State teachers and employees should be aware that the Oklahoma Council of Public Affairs is pushing for changes in two of the state’s underfunded retirement systems.
The OCPA, a conservative think tank, is sure to have even more influence in the state political process next year because Republicans will hold every statewide office, including the governor’s office. The GOP also holds majorities in the Oklahoma House and Senate.
Steve Anderson, a OCPA research fellow, recently published an article in the organization’s Perspective publication that argued for changes in the Oklahoma Teachers Retirement System (OTRS) and Oklahoma Public Employees Retirement System (OPERS). In the article, he calls the proposed changes the “OCPA plan.”
The crux of the plan is that new state employees and teachers should be given defined-contribution retirement plans rather than the current defined-benefit plans. This will “begin the process of reducing liabilities to the systems,” according to Anderson. Employees would own the new plans so they could manage and withdraw funds. The employees would not have to pay any of their own money into the new system if they chose to do so. Those employees who have existing plans could “cash out” of the old system and join the new one.
The arguments for or against defined-contribution retirement plans deserve a debate when it comes to the two systems because of their massive underfunding. OTRS has a $10.4 billion unfunded liability. OPERS’s unfunded liability is $3.4 billion.
What is the best way to fix the underfunding? It’s a serious, pressing issue.
But the problem with Anderson’s article is that it’s filled with typical right-wing political rhetoric, and the OCPA plan seems modeled on the private-account scheme some Republicans are again pushing for Social Security.
The article begins like this:
OCPA’s plan is bad for union bosses and old-guard politicians, but good for teachers, government employees, and-most importantly-our grandchildren.
Then there’s this:
The unions and old-guard politicians understand that they lose control when their members and voters aren’t beholden to them for retirement funds. They will resist this change even in the face of a fiscal meltdown.
Then there’s this about tax dollars and eliminating the state income tax:
The conversion to the defined-contribution plan also would allow Oklahoma to stop pouring tax dollars directly into OTRS. This change would free up nearly $260 million in dedicated funding and another $40 million in reduced benefit costs in the first year of plan inception. OCPA believes this funding source should be eliminated immediately and the savings used as a funding source for eliminating the individual income tax.
Note “bad for union bosses” and “grandchildren” and “old guard politicians” and “eliminating the individual income tax.”
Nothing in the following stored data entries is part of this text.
//! Operand pairing for binary elementwise operations.
//!
//! Three pairing modes are supported:
//! - scalar with scalar: the kernel is called once;
//! - scalar with container: the scalar is paired with every leaf and the
//!   container's shape and representation are kept;
//! - container with container: shapes must be identical, leaves are paired
//!   positionally in row-major order.
//!
//! When two containers of different representation meet, a matrix on either
//! side makes the result a matrix; otherwise the result is a plain sequence.

use std::borrow::Cow;

use tracing::trace;

use crate::error::{EvalError, EvalResult};
use crate::map::map_container;
use crate::shape::{classify, ensure_supported_rank, resolve_scalar, Classified, Kind};
use crate::value::{Matrix, Value};

pub fn zip_binary<F>(lhs: &Value, rhs: &Value, function: &'static str, kernel: F) -> EvalResult<Value>
where
    F: Fn(&Value, &Value) -> EvalResult<Value>,
{
    let left = classify(lhs, function)?;
    let right = classify(rhs, function)?;
    ensure_supported_rank(&left, function)?;
    ensure_supported_rank(&right, function)?;

    match (left.kind.is_scalar(), right.kind.is_scalar()) {
        (true, true) => kernel(&left.value, &right.value),
        (false, true) => {
            trace!(function, shape = %left.shape, "broadcasting right scalar");
            let scalar = &*right.value;
            map_container(&left, function, &|x: &Value| kernel(x, scalar))
        }
        (true, false) => {
            trace!(function, shape = %right.shape, "broadcasting left scalar");
            let scalar = &*left.value;
            map_container(&right, function, &|x: &Value| kernel(scalar, x))
        }
        (false, false) => zip_containers(&left, &right, function, &kernel),
    }
}

fn zip_containers<F>(
    left: &Classified<'_>,
    right: &Classified<'_>,
    function: &'static str,
    kernel: &F,
) -> EvalResult<Value>
where
    F: Fn(&Value, &Value) -> EvalResult<Value>,
{
    if left.shape != right.shape {
        return Err(EvalError::ShapeMismatch {
            function,
            expected: left.shape.clone(),
            actual: right.shape.clone(),
        });
    }
    trace!(function, shape = %left.shape, "pairing containers");

    let lhs = container_items(left);
    let rhs = container_items(right);
    let data = zip_items(&lhs, &rhs, function, kernel)?;

    if left.kind == Kind::Matrix || right.kind == Kind::Matrix {
        Ok(Value::Matrix(Matrix::from_parts(data, left.shape.dims().to_vec())))
    } else {
        Ok(Value::Sequence(data))
    }
}

fn container_items<'a>(classified: &'a Classified<'_>) -> Cow<'a, [Value]> {
    classified
        .value
        .elements()
        .unwrap_or(Cow::Borrowed(&[]))
}

fn zip_items<F>(
    lhs: &[Value],
    rhs: &[Value],
    function: &'static str,
    kernel: &F,
) -> EvalResult<Vec<Value>>
where
    F: Fn(&Value, &Value) -> EvalResult<Value>,
{
    lhs.iter()
        .zip(rhs)
        .map(|pair| match pair {
            (Value::Sequence(a), Value::Sequence(b)) => {
                zip_items(a, b, function, kernel).map(Value::Sequence)
            }
            (a, b) => {
                let a = resolve_scalar(a, function)?;
                let b = resolve_scalar(b, function)?;
                kernel(&a, &b)
            }
        })
        .collect()
}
The political language and the panacea tax argument is a red flag. Also, everyone should be wary of the idea that OCPA would propose any plan that might benefit the interests of teachers and public employees. Its mission is to push for tax cuts and reductions in government spending. The Oklahoman, an ultra conservative newspaper and OCPA mouthpiece, even published an editorial (“Oklahomans have a choice to make for the future of this state,” Nov. 14, 2010) discussing Anderson’s article. The fix is in.
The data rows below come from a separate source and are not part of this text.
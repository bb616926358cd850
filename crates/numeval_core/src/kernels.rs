//! Scalar kernels.
//!
//! Each kernel handles exactly one pair of resolved scalars (real, complex or
//! unit). Containers never reach this module; the mapper and broadcaster walk
//! them and call in per leaf.

use num_complex::Complex64;
use num_traits::Zero;

use crate::error::{EvalError, EvalResult};
use crate::value::Value;

fn unsupported_pair(function: &'static str, a: &Value, b: &Value) -> EvalError {
    EvalError::unsupported(function, format!("{} and {}", a.type_name(), b.type_name()))
}

/// Inverse tangent of a complex number on the principal branch.
///
/// `atan(z) = i/2 * (ln(1 - iz) - ln(1 + iz))`, folded into a single logarithm
/// of `(1 - iz) / (1 + iz)`.
pub fn complex_atan(z: Complex64) -> Complex64 {
    let (re, im) = (z.re, z.im);
    let den = re * re + (1.0 - im) * (1.0 - im);
    let t = Complex64::new((1.0 - im * im - re * re) / den, (-2.0 * re) / den);
    let l = t.ln();
    Complex64::new(-0.5 * l.im, 0.5 * l.re)
}

pub fn atan(x: &Value) -> EvalResult<Value> {
    match x {
        Value::Real(x) => Ok(Value::Real(x.atan())),
        Value::Complex(z) => Ok(Value::Complex(complex_atan(*z))),
        other => Err(EvalError::unsupported("atan", other.type_name())),
    }
}

pub fn tan(x: &Value) -> EvalResult<Value> {
    match x {
        Value::Real(x) => Ok(Value::Real(x.tan())),
        Value::Complex(z) => Ok(Value::Complex(z.tan())),
        other => Err(EvalError::unsupported("tan", other.type_name())),
    }
}

fn real_as_complex(x: f64) -> Complex64 {
    Complex64::new(x, Zero::zero())
}

/// `a / b` for one pair of scalars.
///
/// Reals follow IEEE-754: `x / 0` is a signed infinity and `0 / 0` is NaN.
/// A unit may be divided by a plain number, never the reverse.
pub fn divide(a: &Value, b: &Value) -> EvalResult<Value> {
    match (a, b) {
        (Value::Real(a), Value::Real(b)) => Ok(Value::Real(a / b)),
        (Value::Real(a), Value::Complex(b)) => Ok(Value::Complex(real_as_complex(*a) / *b)),
        (Value::Complex(a), Value::Real(b)) => Ok(Value::Complex(*a / *b)),
        (Value::Complex(a), Value::Complex(b)) => Ok(Value::Complex(*a / *b)),
        (Value::Unit(q), Value::Real(b)) => Ok(Value::Unit(q.divided(*b))),
        (Value::Real(_), Value::Unit(q)) => Err(EvalError::unsupported(
            "edivide",
            format!("unit {} cannot divide a plain number", q.unit),
        )),
        _ => Err(unsupported_pair("edivide", a, b)),
    }
}

/// `a * b` for one pair of scalars. Units scale by plain numbers on either side.
pub fn multiply(a: &Value, b: &Value) -> EvalResult<Value> {
    match (a, b) {
        (Value::Real(a), Value::Real(b)) => Ok(Value::Real(a * b)),
        (Value::Real(a), Value::Complex(b)) => Ok(Value::Complex(real_as_complex(*a) * *b)),
        (Value::Complex(a), Value::Real(b)) => Ok(Value::Complex(*a * *b)),
        (Value::Complex(a), Value::Complex(b)) => Ok(Value::Complex(*a * *b)),
        (Value::Unit(q), Value::Real(k)) | (Value::Real(k), Value::Unit(q)) => {
            Ok(Value::Unit(q.scaled(*k)))
        }
        _ => Err(unsupported_pair("emultiply", a, b)),
    }
}

#[cfg(test)]
mod tests {
    use super::{atan, complex_atan, divide, multiply, tan};
    use crate::value::Value;
    use approx::assert_abs_diff_eq;
    use num_complex::Complex64;

    fn real(value: Value) -> f64 {
        value.as_real().expect("real result")
    }

    fn complex(value: Value) -> Complex64 {
        value.as_complex().expect("complex result")
    }

    #[test]
    fn real_division_follows_ieee() {
        let div = |a: f64, b: f64| real(divide(&Value::Real(a), &Value::Real(b)).expect("divide"));
        assert_eq!(div(4.0, 2.0), 2.0);
        assert_eq!(div(-4.0, 2.0), -2.0);
        assert_eq!(div(4.0, -2.0), -2.0);
        assert_eq!(div(-4.0, -2.0), 2.0);
        assert_eq!(div(4.0, 0.0), f64::INFINITY);
        assert_eq!(div(-4.0, 0.0), f64::NEG_INFINITY);
        assert_eq!(div(4.0, -0.0), f64::NEG_INFINITY);
        assert_eq!(div(0.0, -5.0), 0.0);
        assert!(div(0.0, 0.0).is_nan());
    }

    #[test]
    fn complex_division() {
        let z = complex(divide(&Value::complex(2.0, 3.0), &Value::Real(2.0)).expect("divide"));
        assert_eq!(z, Complex64::new(1.0, 1.5));

        let z = complex(divide(&Value::complex(2.0, 3.0), &Value::complex(0.0, 4.0)).expect("divide"));
        assert_eq!(z, Complex64::new(0.75, -0.5));

        let z = complex(divide(&Value::complex(0.0, 2.0), &Value::complex(0.0, 4.0)).expect("divide"));
        assert_eq!(z, Complex64::new(0.5, 0.0));

        let z = complex(divide(&Value::Real(4.0), &Value::complex(1.0, 2.0)).expect("divide"));
        assert_abs_diff_eq!(z.re, 0.8, epsilon = 1e-12);
        assert_abs_diff_eq!(z.im, -1.6, epsilon = 1e-12);
    }

    #[test]
    fn unit_division() {
        let q = divide(&Value::unit(5.0, "m"), &Value::Real(10.0)).expect("unit / number");
        assert_eq!(q, Value::unit(0.5, "m"));

        let err = divide(&Value::Real(10.0), &Value::unit(5.0, "m")).expect_err("number / unit");
        assert_eq!(err.kind(), "UnsupportedTypeError");

        let err = divide(&Value::unit(1.0, "m"), &Value::unit(1.0, "s")).expect_err("unit / unit");
        assert!(err.to_string().contains("unit and unit"));
    }

    #[test]
    fn unit_multiplication_commutes() {
        let left = multiply(&Value::unit(2.0, "kg"), &Value::Real(3.0)).expect("unit * number");
        let right = multiply(&Value::Real(3.0), &Value::unit(2.0, "kg")).expect("number * unit");
        assert_eq!(left, Value::unit(6.0, "kg"));
        assert_eq!(left, right);
    }

    #[test]
    fn atan_of_reals() {
        assert_abs_diff_eq!(
            real(atan(&Value::Real(1.0)).expect("atan")),
            std::f64::consts::FRAC_PI_4,
            epsilon = 1e-15
        );
        assert_eq!(real(atan(&Value::Real(0.0)).expect("atan")), 0.0);
    }

    #[test]
    fn atan_of_complex_zero_is_zero() {
        let z = complex_atan(Complex64::new(0.0, 0.0));
        assert_eq!(z.re, 0.0);
        assert_eq!(z.im, 0.0);
    }

    #[test]
    fn atan_matches_library_and_inverts_tan() {
        for (re, im) in [(2.0, 3.0), (-2.0, 3.0), (0.5, -0.25), (-1.5, -0.75), (1.0, 0.0)] {
            let z = Complex64::new(re, im);
            let w = complex_atan(z);
            let expected = z.atan();
            assert_abs_diff_eq!(w.re, expected.re, epsilon = 1e-12);
            assert_abs_diff_eq!(w.im, expected.im, epsilon = 1e-12);

            let back = complex(tan(&Value::Complex(w)).expect("tan"));
            assert_abs_diff_eq!(back.re, re, epsilon = 1e-10);
            assert_abs_diff_eq!(back.im, im, epsilon = 1e-10);
        }
    }

    #[test]
    fn atan_of_i_over_two() {
        // atan(i/2) = i * atanh(1/2)
        let w = complex_atan(Complex64::i() * 0.5);
        assert_abs_diff_eq!(w.re, 0.0, epsilon = 1e-15);
        assert_abs_diff_eq!(w.im, 0.5_f64.atanh(), epsilon = 1e-12);
    }

    #[test]
    fn kernels_reject_units() {
        let err = atan(&Value::unit(1.0, "m")).expect_err("atan of unit");
        assert!(err.to_string().contains("atan"));
        assert!(err.to_string().contains("unit"));
        assert!(tan(&Value::unit(1.0, "m")).is_err());
    }
}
Legitimate questions about the GOP private-account idea for Social Security seem relevant here. How much money will be taken out of the current defined-benefit retirement systems in years to come? What would it mean for the long-term interests of current retirees and those who want to stay in the defined-benefit plans? Why can’t the government simply put more money into the systems and make better investments? Will it be easier to cut the state’s contributions to the new plans in the future because there’s not a set benefit schedule? What about the individual financial risks of the new system? Will some employees have to delay their retirements if markets are down? Is it even possible to determine if retirees will make more or less money under the new system?
Anderson ends his article with the current GOP “grandchildren” mantra:
Do we want to leave our grandchildren a fiscally solvent state with no pension debt and a low tax rate? Or do we choose to ignore all the warning signals and leave our problems (and higher taxes) to the coming generations?
But Anderson would never mention that money lost through recent income tax cuts primarily benefitting the state’s richest residents could have been used to help bolster the retirement systems. The grandchildren should hear that argument as well.